- Your instructions:
Exactly the lines from the opening of the data through the line containing "Which groups of" should be reproduced, please, with nothing added.

- Stored data entries:
=== Begin Enclosure ===

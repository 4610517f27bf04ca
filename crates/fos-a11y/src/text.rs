//! Text normalization and the "human interpretable" heuristic

use regex::Regex;
use std::sync::LazyLock;

static WHITESPACE: LazyLock<Regex> = LazyLock::new(|| Regex::new(r"\s+").unwrap());

static PUNCTUATION: LazyLock<Regex> = LazyLock::new(|| {
    Regex::new(r##"[\x{2000}-\x{206F}\x{2E00}-\x{2E7F}\\'!"#$%&£¢¥§€()*+,\-./:;<=>?@\[\]^_`{|}~±]"##).unwrap()
});

static EMOJI: LazyLock<Regex> = LazyLock::new(|| {
    Regex::new(r"[\p{Extended_Pictographic}\x{FE0F}\x{200D}\x{20E3}\x{1F3FB}-\x{1F3FF}]").unwrap()
});

static NON_BMP: LazyLock<Regex> = LazyLock::new(|| {
    Regex::new(r"[\x{1D400}-\x{1D7FF}\x{10000}-\x{10FFFF}\x{E000}-\x{F8FF}\x{2190}-\x{21FF}\x{2600}-\x{27BF}]").unwrap()
});

/// Glyphs commonly used as stand-alone icons
const ICON_GLYPHS: &[&str] = &["x", "i", "×"];

/// Collapse whitespace (including no-break spaces) and trim
pub fn sanitize(text: &str) -> String {
    let text = text.replace("\r\n", "\n").replace('\u{a0}', " ");
    WHITESPACE.replace_all(&text, " ").trim().to_string()
}

pub fn remove_punctuation(text: &str) -> String {
    PUNCTUATION.replace_all(text, "").into_owned()
}

/// Which groups of code points [`remove_unicode`] strips
#[derive(Debug, Clone, Copy, PartialEq, Eq)]
pub struct UnicodeFilter {
    pub emoji: bool,
    pub non_bmp: bool,
    pub punctuations: bool,
}

impl Default for UnicodeFilter {
    fn default() -> Self {
        Self {
            emoji: true,
            non_bmp: true,
            punctuations: false,
        }
    }
}

pub fn remove_unicode(text: &str, filter: UnicodeFilter) -> String {
    let mut out = text.to_string();
    if filter.emoji {
        out = EMOJI.replace_all(&out, "").into_owned();
    }
    if filter.non_bmp {
        out = NON_BMP.replace_all(&out, "").into_owned();
    }
    if filter.punctuations {
        out = remove_punctuation(&out);
    }
    out
}

/// Whether a label reads as words: 0 for empty, icon glyphs, punctuation
/// or symbol-only strings, 1 otherwise. Icon glyphs match exactly, so "I"
/// and " x " are words.
pub fn is_human_interpretable(text: &str) -> f64 {
    if text.is_empty() {
        return 0.0;
    }
    if ICON_GLYPHS.contains(&text) {
        return 0.0;
    }
    if sanitize(&remove_punctuation(text)).is_empty() {
        return 0.0;
    }
    if sanitize(&remove_unicode(text, UnicodeFilter::default())).is_empty() {
        return 0.0;
    }
    1.0
}

/// Space-separated tokens
pub fn token_list(value: &str) -> Vec<String> {
    value.split_ascii_whitespace().map(str::to_string).collect()
}
//! Document - High-level document API

use crate::{DOMRect, DomTree, NodeId};

/// HTML Document
#[derive(Debug, Clone)]
pub struct Document {
    /// The DOM tree
    pub tree: DomTree,
    /// Document URL
    url: String,
    /// Serialized origin ("null" for opaque origins)
    origin: String,
    /// Viewport the document is laid out in
    viewport: DOMRect,
    /// Cached reference to <html> element
    html_element: NodeId,
    /// Cached reference to <head> element
    head_element: NodeId,
    /// Cached reference to <body> element
    body_element: NodeId,
}

/// Serialized origin of a URL; unparseable and opaque URLs yield "null"
pub fn origin_of(url: &str) -> String {
    match url::Url::parse(url) {
        Ok(parsed) => parsed.origin().ascii_serialization(),
        Err(_) => "null".to_string(),
    }
}

impl Document {
    /// Create a new document with html/head/body
    pub fn new(url: &str) -> Self {
        let mut doc = Self::empty(url);
        let tree = &mut doc.tree;
        let html = tree.create_element("html");
        let head = tree.create_element("head");
        let body = tree.create_element("body");

        tree.append_child(tree.root(), html);
        tree.append_child(html, head);
        tree.append_child(html, body);

        doc.html_element = html;
        doc.head_element = head;
        doc.body_element = body;
        doc
    }

    /// Create an empty document (no structure)
    pub fn empty(url: &str) -> Self {
        Self {
            tree: DomTree::new(),
            url: url.to_string(),
            origin: origin_of(url),
            viewport: DOMRect::from_xywh(0.0, 0.0, 1280.0, 1024.0),
            html_element: NodeId::NONE,
            head_element: NodeId::NONE,
            body_element: NodeId::NONE,
        }
    }

    /// Override the origin (`srcdoc` documents inherit their parent's)
    pub fn with_origin(mut self, origin: impl Into<String>) -> Self {
        self.origin = origin.into();
        self
    }

    /// Locate html/head/body after the tree was built externally
    pub fn finalize(&mut self) {
        let root = self.tree.root();
        self.html_element = self
            .tree
            .find_child_element(root, "html")
            .unwrap_or(NodeId::NONE);
        if self.html_element.is_valid() {
            self.head_element = self
                .tree
                .find_child_element(self.html_element, "head")
                .unwrap_or(NodeId::NONE);
            self.body_element = self
                .tree
                .find_child_element(self.html_element, "body")
                .unwrap_or(NodeId::NONE);
        }
    }

    /// Get document URL
    pub fn url(&self) -> &str {
        &self.url
    }

    /// Get document origin
    pub fn origin(&self) -> &str {
        &self.origin
    }

    /// Viewport rectangle
    pub fn viewport(&self) -> DOMRect {
        self.viewport
    }

    /// Set viewport rectangle
    pub fn set_viewport(&mut self, viewport: DOMRect) {
        self.viewport = viewport;
    }

    /// Get document title
    pub fn title(&self) -> String {
        if !self.head_element.is_valid() {
            return String::new();
        }
        self.tree
            .find_child_element(self.head_element, "title")
            .map(|title| self.tree.text_content(title).trim().to_string())
            .unwrap_or_default()
    }

    /// Get <html> element
    pub fn document_element(&self) -> NodeId {
        self.html_element
    }

    /// Get <head> element
    pub fn head(&self) -> NodeId {
        self.head_element
    }

    /// Get <body> element
    pub fn body(&self) -> NodeId {
        self.body_element
    }

    /// Get element by ID (light DOM only, first match in tree order)
    pub fn get_element_by_id(&self, id: &str) -> Option<NodeId> {
        self.tree
            .descendants(self.tree.root())
            .into_iter()
            .find(|node| self.tree.element(*node).and_then(|e| e.id()) == Some(id))
    }

    /// Access the DOM tree
    pub fn tree(&self) -> &DomTree {
        &self.tree
    }

    /// Access the DOM tree mutably
    pub fn tree_mut(&mut self) -> &mut DomTree {
        &mut self.tree
    }
}

#[cfg(test)]
mod tests {
    use super::*;

    #[test]
    fn test_new_document_structure() {
        let doc = Document::new("https://example.com/page");
        assert!(doc.document_element().is_valid());
        assert!(doc.body().is_valid());
        assert_eq!(doc.origin(), "https://example.com");
        assert_eq!(doc.title(), "");
    }

    #[test]
    fn test_title_and_lookup() {
        let mut doc = Document::new("https://example.com/");
        let head = doc.head();
        let body = doc.body();
        let tree = doc.tree_mut();
        let title = tree.create_element("title");
        tree.append_child(head, title);
        tree.append_text(title, "  Hello ");
        let div = tree.create_element("div");
        tree.set_attr(div, "id", "x").unwrap();
        tree.append_child(body, div);

        assert_eq!(doc.title(), "Hello");
        assert_eq!(doc.get_element_by_id("x"), Some(div));
        assert_eq!(doc.get_element_by_id("y"), None);
    }

    #[test]
    fn test_opaque_origin() {
        assert_eq!(origin_of("about:blank"), "null");
        assert_eq!(origin_of("not a url"), "null");
        assert_eq!(origin_of("http://a.test:8080/x"), "http://a.test:8080");
    }
}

=== End Enclosure ===

- Task answer:
repository 4610517f27bf04ca
filename crates/fos-a11y/src/text.rs
//! Text normalization and the "human interpretable" heuristic

use regex::Regex;
use std::sync::LazyLock;

static WHITESPACE: LazyLock<Regex> = LazyLock::new(|| Regex::new(r"\s+").unwrap());

static PUNCTUATION: LazyLock<Regex> = LazyLock::new(|| {
    Regex::new(r##"[\x{2000}-\x{206F}\x{2E00}-\x{2E7F}\\'!"#$%&£¢¥§€()*+,\-./:;<=>?@\[\]^_`{|}~±]"##).unwrap()
});

static EMOJI: LazyLock<Regex> = LazyLock::new(|| {
    Regex::new(r"[\p{Extended_Pictographic}\x{FE0F}\x{200D}\x{20E3}\x{1F3FB}-\x{1F3FF}]").unwrap()
});

static NON_BMP: LazyLock<Regex> = LazyLock::new(|| {
    Regex::new(r"[\x{1D400}-\x{1D7FF}\x{10000}-\x{10FFFF}\x{E000}-\x{F8FF}\x{2190}-\x{21FF}\x{2600}-\x{27BF}]").unwrap()
});

/// Glyphs commonly used as stand-alone icons
const ICON_GLYPHS: &[&str] = &["x", "i", "×"];

/// Collapse whitespace (including no-break spaces) and trim
pub fn sanitize(text: &str) -> String {
    let text = text.replace("\r\n", "\n").replace('\u{a0}', " ");
    WHITESPACE.replace_all(&text, " ").trim().to_string()
}

pub fn remove_punctuation(text: &str) -> String {
    PUNCTUATION.replace_all(text, "").into_owned()
}

/// Which groups of code points [`remove_unicode`] strips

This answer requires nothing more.